A cohort study of treatment-experienced HIV-1-infected patients treated with raltegravir: factors associated with virological response and mutations selected at failure

Anne-Geneviève Marcelin, Constance Delaugerre, Céline Beaudoux, Diane Descamps, Laurence Morand-Joubert, Corinne Amiel, Veronique Schneider, Virginie Ferre, Jacques Izopet, Ali Si-Mohamed, Anne Maillard, Cécile Henquell, Delphine Desbois, Mouna Lazrek, Anne Signori-Schmuck, Sylvie Rogez, Sabine Yerly, Mary-Anne Trabaud, Jean-Christophe Plantier, Slim Fourati, Allal Houssaini, Bernard Masquelier, Vincent Calvez, Philippe Flandre
International Journal of Antimicrobial Agents 2013, 42 (1): 42-7
This study aimed to identify factors associated with virological response (VR) to raltegravir (RAL)-containing regimens in 468 treatment-experienced but integrase inhibitor-naive HIV-1 patients receiving a RAL-containing regimen.
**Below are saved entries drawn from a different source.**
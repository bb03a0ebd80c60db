use hammer_axum::{AppState, JwtVerifier, generate_token, start_server};
use hammer_engine::Registry;
use hammer_sqlite::Db;
use hammerd::{AppConfig, Cli};
use tokio::select;
use tracing_subscriber::{layer::SubscriberExt as _, util::SubscriberInitExt as _};

#[tokio::main]
async fn main() -> anyhow::Result<()> {
    // By convention, we leverage `tracing` to instrument and log various
    // operations throughout this project.
    // Accordingly, we likely want to subscribe to these events so we can
    // write them to stdio and possibly some durable location.
    tracing_subscriber::registry()
        .with(tracing_subscriber::EnvFilter::from_default_env())
        .with(tracing_subscriber::fmt::layer())
        .init();

    // Parse CLI args
    let cli = Cli::import()?;

    // If requested, mint some bidder credentials and exit. Useful for
    // exercising the API with external tools.
    if let Some(n) = cli.mint {
        for i in 1..=n {
            let (jwt, id) = generate_token(&cli.secret, &format!("bidder-{i}"), 365)?;
            println!("Bidder({}):\n\tUUID: {}\n\tJWT: {}\n", i, id, jwt);
        }
        return Ok(());
    }

    // Create config with proper layering of CLI args
    let AppConfig {
        server,
        database,
        engine,
    } = AppConfig::load(&cli)?;

    // Open the database and stand up the session registry over it
    let db = Db::open(&database).await?;
    let registry = Registry::new(db, engine);

    // Proactive maintenance: close expired auctions, retire idle sessions
    let sweeper = registry.spawn_sweeper();

    let state = AppState::new(registry, JwtVerifier::from(&cli.secret));
    let server_task = tokio::spawn(async move { start_server(server, state).await });

    select! {
        r = server_task => r??,
        r = sweeper => r?,
    }

    Ok(())
}
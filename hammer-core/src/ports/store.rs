use crate::models::{Auction, AuctionId, Bid};
use std::future::Future;
use thiserror::Error;
use time::OffsetDateTime;

/// The persistence layer detected a write it has already applied.
///
/// `(auction_id, seq)` is unique, so this can only fire if two processes (or
/// a retried write) raced for the same sequence number. Within one process
/// the session serializes appends, so a conflict is treated as an internal
/// fault, not a user-facing outcome.
#[derive(Debug, Error, PartialEq, Eq)]
#[error("bid sequence already written")]
pub struct BidConflict;

/// Durable record of auctions and their bid history.
///
/// The engine is the only caller: it loads an auction once when a session is
/// created and writes through for every accepted bid and close. The in-memory
/// session state is authoritative while it lives: a failed write is logged
/// and caught up later, never allowed to roll back an already-broadcast
/// acceptance.
pub trait AuctionStore: Clone + Send + Sync + 'static {
    /// Error type for store operations
    type Error: std::error::Error + Send + Sync + 'static;

    /// Persist a freshly finalized listing.
    fn create_auction(
        &self,
        auction: Auction,
    ) -> impl Future<Output = Result<(), Self::Error>> + Send;

    /// Load an auction and its full bid history, or `None` if unknown.
    fn load_auction(
        &self,
        auction_id: AuctionId,
    ) -> impl Future<Output = Result<Option<Auction>, Self::Error>> + Send;

    /// Append one accepted bid to an auction's history.
    ///
    /// # Returns
    ///
    /// - `Ok(Ok(()))` if the bid was written
    /// - `Ok(Err(BidConflict))` if `(auction_id, seq)` already exists
    /// - `Err` for any other store failure
    fn append_bid(
        &self,
        auction_id: AuctionId,
        bid: Bid,
    ) -> impl Future<Output = Result<Result<(), BidConflict>, Self::Error>> + Send;

    /// Record that an auction's bidding window has ended.
    ///
    /// Idempotent: marking an already-closed auction is a no-op.
    fn mark_closed(
        &self,
        auction_id: AuctionId,
        closed_at: OffsetDateTime,
    ) -> impl Future<Output = Result<(), Self::Error>> + Send;

    /// List auctions whose window has elapsed but whose close has not been
    /// recorded yet.
    ///
    /// Used by the sweeper to surface closes for auctions nobody is
    /// interacting with, and to catch up closes that failed to persist.
    fn list_expired(
        &self,
        now: OffsetDateTime,
    ) -> impl Future<Output = Result<Vec<AuctionId>, Self::Error>> + Send;
}
//! Registry data model.
//!
//! A registry maps library names to their known versions, each carrying a
//! content fingerprint and a modification timestamp:
//!
//! ```json
//! {
//!   "bem-core": {
//!     "v2": { "sha": "a1b2c3", "date": 1423729520000 }
//!   }
//! }
//! ```
//!
//! Both levels keep document order, which is the traversal order used by
//! the reconciler.

use std::path::Path;

use indexmap::IndexMap;
use serde::{Deserialize, Serialize};

use crate::error::{RegistryError, Result};

/// Content state of a single library version.
///
/// Fields are optional only so that malformed documents can be represented
/// and compared; a well-formed record always has both.
#[derive(Debug, Clone, Default, PartialEq, Eq, Serialize, Deserialize)]
pub struct VersionRecord {
    /// Content fingerprint.
    #[serde(default, skip_serializing_if = "Option::is_none")]
    pub sha: Option<String>,
    /// Modification timestamp, milliseconds since the Unix epoch.
    #[serde(default, skip_serializing_if = "Option::is_none")]
    pub date: Option<i64>,
}

impl VersionRecord {
    /// Create a well-formed record.
    pub fn new(sha: impl Into<String>, date: i64) -> Self {
        VersionRecord {
            sha: Some(sha.into()),
            date: Some(date),
        }
    }

    /// Whether two records describe the same content.
    ///
    /// Both `sha` and `date` must be present and equal. A missing field never
    /// matches anything, including another missing field, so a malformed
    /// record is always reported as changed.
    pub fn same_content(&self, other: &VersionRecord) -> bool {
        match (&self.sha, &other.sha, self.date, other.date) {
            (Some(a_sha), Some(b_sha), Some(a_date), Some(b_date)) => {
                a_sha == b_sha && a_date == b_date
            }
            _ => false,
        }
    }
}

/// All known versions of one library, in insertion order.
#[derive(Debug, Clone, Default, PartialEq, Eq, Serialize, Deserialize)]
#[serde(transparent)]
pub struct LibraryEntry {
    versions: IndexMap<String, VersionRecord>,
}

impl LibraryEntry {
    /// Look up a version record.
    pub fn get(&self, version: &str) -> Option<&VersionRecord> {
        self.versions.get(version)
    }

    /// Check whether a version is known.
    pub fn contains(&self, version: &str) -> bool {
        self.versions.contains_key(version)
    }

    /// Insert or replace a version record, keeping the original position
    /// when replacing.
    pub fn insert(&mut self, version: impl Into<String>, record: VersionRecord) {
        self.versions.insert(version.into(), record);
    }

    /// Remove a version, preserving the order of the remaining ones.
    pub fn remove(&mut self, version: &str) -> Option<VersionRecord> {
        self.versions.shift_remove(version)
    }

    /// Iterate versions in insertion order.
    pub fn iter(&self) -> impl Iterator<Item = (&str, &VersionRecord)> {
        self.versions.iter().map(|(k, v)| (k.as_str(), v))
    }

    pub fn len(&self) -> usize {
        self.versions.len()
    }

    pub fn is_empty(&self) -> bool {
        self.versions.is_empty()
    }
}

/// A full registry snapshot: library name → versions.
#[derive(Debug, Clone, Default, PartialEq, Eq, Serialize, Deserialize)]
#[serde(transparent)]
pub struct Registry {
    libraries: IndexMap<String, LibraryEntry>,
}

impl Registry {
    /// Create an empty registry.
    pub fn new() -> Self {
        Self::default()
    }

    /// Parse a registry from JSON bytes and check its structure.
    pub fn from_json_bytes(data: &[u8]) -> Result<Self> {
        let registry: Registry = serde_json::from_slice(data)?;
        registry.validate()?;
        Ok(registry)
    }

    /// Parse a registry from a JSON string and check its structure.
    #[cfg(test)]
    pub fn from_json_str(s: &str) -> Result<Self> {
        Self::from_json_bytes(s.as_bytes())
    }

    /// Serialize as pretty-printed JSON, preserving insertion order.
    pub fn to_json_pretty(&self) -> Result<String> {
        Ok(serde_json::to_string_pretty(self)?)
    }

    /// Reject names that cannot be used as a single cache path component.
    ///
    /// Library and version names become directories under the cache, so
    /// each must be non-empty, not `.` or `..`, free of path separators and
    /// not absolute.
    pub fn validate(&self) -> Result<()> {
        for (lib, entry) in &self.libraries {
            if let Some(reason) = invalid_name_reason(lib) {
                return Err(RegistryError::InvalidRegistry {
                    detail: format!("library name '{lib}' {reason}"),
                });
            }
            for (version, _) in entry.iter() {
                if let Some(reason) = invalid_name_reason(version) {
                    return Err(RegistryError::InvalidRegistry {
                        detail: format!("version name '{version}' in library '{lib}' {reason}"),
                    });
                }
            }
        }
        Ok(())
    }

    /// Look up a library entry.
    pub fn library(&self, name: &str) -> Option<&LibraryEntry> {
        self.libraries.get(name)
    }

    /// Look up a single version record.
    pub fn version(&self, lib: &str, version: &str) -> Option<&VersionRecord> {
        self.libraries.get(lib).and_then(|entry| entry.get(version))
    }

    /// Check whether a (library, version) pair is known.
    pub fn contains(&self, lib: &str, version: &str) -> bool {
        self.version(lib, version).is_some()
    }

    /// Insert or replace a version record, creating the library if needed.
    pub fn insert(
        &mut self,
        lib: impl Into<String>,
        version: impl Into<String>,
        record: VersionRecord,
    ) {
        self.libraries
            .entry(lib.into())
            .or_default()
            .insert(version, record);
    }

    /// Remove a whole library.
    pub fn remove_library(&mut self, lib: &str) -> Option<LibraryEntry> {
        self.libraries.shift_remove(lib)
    }

    /// Remove a single version. The library entry stays even if it becomes
    /// empty.
    pub fn remove_version(&mut self, lib: &str, version: &str) -> Option<VersionRecord> {
        self.libraries.get_mut(lib).and_then(|entry| entry.remove(version))
    }

    /// Iterate libraries in insertion order.
    pub fn libraries(&self) -> impl Iterator<Item = (&str, &LibraryEntry)> {
        self.libraries.iter().map(|(k, v)| (k.as_str(), v))
    }

    /// Number of libraries.
    pub fn len(&self) -> usize {
        self.libraries.len()
    }

    pub fn is_empty(&self) -> bool {
        self.libraries.is_empty()
    }

    /// Total number of (library, version) pairs.
    pub fn version_count(&self) -> usize {
        self.libraries.values().map(LibraryEntry::len).sum()
    }
}

/// Why `name` is not a usable path component, if it is not.
fn invalid_name_reason(name: &str) -> Option<&'static str> {
    if name.is_empty() {
        Some("is empty")
    } else if name == "." || name == ".." {
        Some("is a relative path component")
    } else if name.contains('/') || name.contains('\\') {
        Some("contains a path separator")
    } else if Path::new(name).is_absolute() {
        Some("is an absolute path")
    } else {
        None
    }
}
VR was defined at Month 6 (M6) as HIV-1 RNA viral load (VL) <50 copies/mL. The impacts on VR of baseline integrase mutations, VL, CD4 count, genotypic sensitivity score for nucleoside reverse transcriptase inhibitors, non-nucleoside reverse transcriptase inhibitors and protease inhibitors, and the number of new antiretrovirals used for the first time associated with RAL were investigated. For patients with VL >50 copies/mL at M6, integrase mutations selected were characterised. Median baseline VL was 4.2 log(10)copies/mL (IQR 3.3-4.9 log(10) copies/mL) and CD4 count was 219 cells/mm(3) (IQR 96-368 cells/mm(3)). At M6, 71% of patients were responders. In multivariate analysis, baseline VL and CD4 count and ≥ 2 new antiretrovirals among darunavir, etravirine, maraviroc and enfuvirtide were associated with VR to RAL. Neither HIV-1 subtype nor baseline integrase polymorphisms were associated with VR to RAL. Among 63 failing patients at M6, selection of ≥ 1 change in the integrase gene was observed in 49 (77.8%), and 27/63 (42.9%) were considered as RAL-associated resistance mutations. Factors independently associated with the occurrence of ≥ 1 RAL-associated resistance mutation were VL at failure >3 log(10) and having no new drugs associated with RAL. RAL showed great potency in treatment-experienced patients. The number of new drugs associated with RAL was an important factor associated with VR. HIV-1 subtype and baseline integrase polymorphisms do not influence the RAL VR.